(What to produce)
Look through the data and write out every line with the word "short" in it.
- Opening Delimiter -
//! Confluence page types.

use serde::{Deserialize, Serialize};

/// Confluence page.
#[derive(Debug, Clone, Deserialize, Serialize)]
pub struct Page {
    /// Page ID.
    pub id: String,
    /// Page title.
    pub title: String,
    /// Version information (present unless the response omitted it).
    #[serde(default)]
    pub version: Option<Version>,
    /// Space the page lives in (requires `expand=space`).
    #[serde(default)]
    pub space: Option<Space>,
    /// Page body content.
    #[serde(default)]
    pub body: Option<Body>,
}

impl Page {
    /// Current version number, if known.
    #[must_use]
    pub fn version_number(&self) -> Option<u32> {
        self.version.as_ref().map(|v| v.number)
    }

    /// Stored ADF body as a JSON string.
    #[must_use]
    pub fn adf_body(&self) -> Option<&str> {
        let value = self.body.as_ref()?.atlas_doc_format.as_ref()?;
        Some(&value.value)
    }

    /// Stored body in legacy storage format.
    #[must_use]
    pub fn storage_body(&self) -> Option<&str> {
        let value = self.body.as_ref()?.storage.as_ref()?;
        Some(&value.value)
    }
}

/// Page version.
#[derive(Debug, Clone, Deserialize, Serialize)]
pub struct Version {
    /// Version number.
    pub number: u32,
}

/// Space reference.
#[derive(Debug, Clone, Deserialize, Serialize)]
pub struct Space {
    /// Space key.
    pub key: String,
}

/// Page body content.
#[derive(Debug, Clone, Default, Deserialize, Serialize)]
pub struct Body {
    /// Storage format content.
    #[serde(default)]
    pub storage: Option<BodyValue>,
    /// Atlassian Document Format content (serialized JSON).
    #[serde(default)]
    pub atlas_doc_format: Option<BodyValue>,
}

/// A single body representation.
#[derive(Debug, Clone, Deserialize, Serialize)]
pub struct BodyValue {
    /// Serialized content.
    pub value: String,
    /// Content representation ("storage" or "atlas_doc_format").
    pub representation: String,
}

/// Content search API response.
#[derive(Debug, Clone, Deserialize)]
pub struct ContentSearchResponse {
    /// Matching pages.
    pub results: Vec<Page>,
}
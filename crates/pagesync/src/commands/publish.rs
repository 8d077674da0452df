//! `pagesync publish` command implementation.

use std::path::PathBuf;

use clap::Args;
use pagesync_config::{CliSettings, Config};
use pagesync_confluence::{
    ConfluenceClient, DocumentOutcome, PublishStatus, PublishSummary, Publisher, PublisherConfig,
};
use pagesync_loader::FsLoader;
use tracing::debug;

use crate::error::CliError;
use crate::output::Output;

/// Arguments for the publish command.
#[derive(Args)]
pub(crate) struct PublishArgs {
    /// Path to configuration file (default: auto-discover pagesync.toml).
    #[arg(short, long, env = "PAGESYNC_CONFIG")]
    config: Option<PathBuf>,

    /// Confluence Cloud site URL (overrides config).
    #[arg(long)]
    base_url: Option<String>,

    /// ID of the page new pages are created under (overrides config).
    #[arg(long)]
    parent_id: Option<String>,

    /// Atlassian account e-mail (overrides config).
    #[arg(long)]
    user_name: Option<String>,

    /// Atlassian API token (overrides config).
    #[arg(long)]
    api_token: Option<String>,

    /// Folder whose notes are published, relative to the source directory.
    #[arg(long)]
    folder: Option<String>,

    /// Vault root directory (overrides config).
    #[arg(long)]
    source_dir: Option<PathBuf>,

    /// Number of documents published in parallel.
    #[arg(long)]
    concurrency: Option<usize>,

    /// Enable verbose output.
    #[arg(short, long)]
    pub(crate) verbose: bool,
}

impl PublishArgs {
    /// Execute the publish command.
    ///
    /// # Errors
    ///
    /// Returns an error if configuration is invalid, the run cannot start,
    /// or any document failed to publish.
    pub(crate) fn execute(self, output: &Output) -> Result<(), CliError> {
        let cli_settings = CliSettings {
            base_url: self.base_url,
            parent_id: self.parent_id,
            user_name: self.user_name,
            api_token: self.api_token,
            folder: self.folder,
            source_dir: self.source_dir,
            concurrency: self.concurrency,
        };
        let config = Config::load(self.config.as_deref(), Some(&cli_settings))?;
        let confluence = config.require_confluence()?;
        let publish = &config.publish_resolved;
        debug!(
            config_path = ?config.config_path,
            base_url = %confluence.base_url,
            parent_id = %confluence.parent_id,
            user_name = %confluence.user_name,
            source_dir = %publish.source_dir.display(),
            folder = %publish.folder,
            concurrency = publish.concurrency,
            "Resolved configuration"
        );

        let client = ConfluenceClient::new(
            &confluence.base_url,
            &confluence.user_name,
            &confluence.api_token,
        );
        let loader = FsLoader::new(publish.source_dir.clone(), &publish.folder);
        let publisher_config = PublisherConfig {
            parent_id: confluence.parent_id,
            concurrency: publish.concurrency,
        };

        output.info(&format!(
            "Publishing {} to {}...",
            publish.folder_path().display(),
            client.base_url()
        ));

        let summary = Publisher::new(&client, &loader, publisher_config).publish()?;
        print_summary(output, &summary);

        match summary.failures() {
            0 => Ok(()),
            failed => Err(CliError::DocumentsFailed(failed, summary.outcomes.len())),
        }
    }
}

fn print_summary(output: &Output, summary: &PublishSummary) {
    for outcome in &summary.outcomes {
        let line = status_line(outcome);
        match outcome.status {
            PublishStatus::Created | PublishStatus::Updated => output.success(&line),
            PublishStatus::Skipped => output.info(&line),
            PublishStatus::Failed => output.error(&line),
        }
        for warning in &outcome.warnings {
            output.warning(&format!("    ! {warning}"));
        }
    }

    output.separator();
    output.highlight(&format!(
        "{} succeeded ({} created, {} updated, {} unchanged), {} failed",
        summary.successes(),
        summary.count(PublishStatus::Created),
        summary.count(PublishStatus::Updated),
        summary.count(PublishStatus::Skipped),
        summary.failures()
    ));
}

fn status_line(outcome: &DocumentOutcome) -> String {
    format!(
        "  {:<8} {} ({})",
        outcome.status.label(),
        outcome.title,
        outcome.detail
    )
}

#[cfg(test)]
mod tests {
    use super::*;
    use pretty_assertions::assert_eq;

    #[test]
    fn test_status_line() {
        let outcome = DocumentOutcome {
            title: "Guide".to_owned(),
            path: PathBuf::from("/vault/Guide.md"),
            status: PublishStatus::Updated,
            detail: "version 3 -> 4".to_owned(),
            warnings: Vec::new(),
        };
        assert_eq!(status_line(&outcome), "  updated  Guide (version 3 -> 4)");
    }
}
- Closing Delimiter -
(Worked solution)
    #[arg(short, long, env = "PAGESYNC_CONFIG")]
    #[arg(short, long)]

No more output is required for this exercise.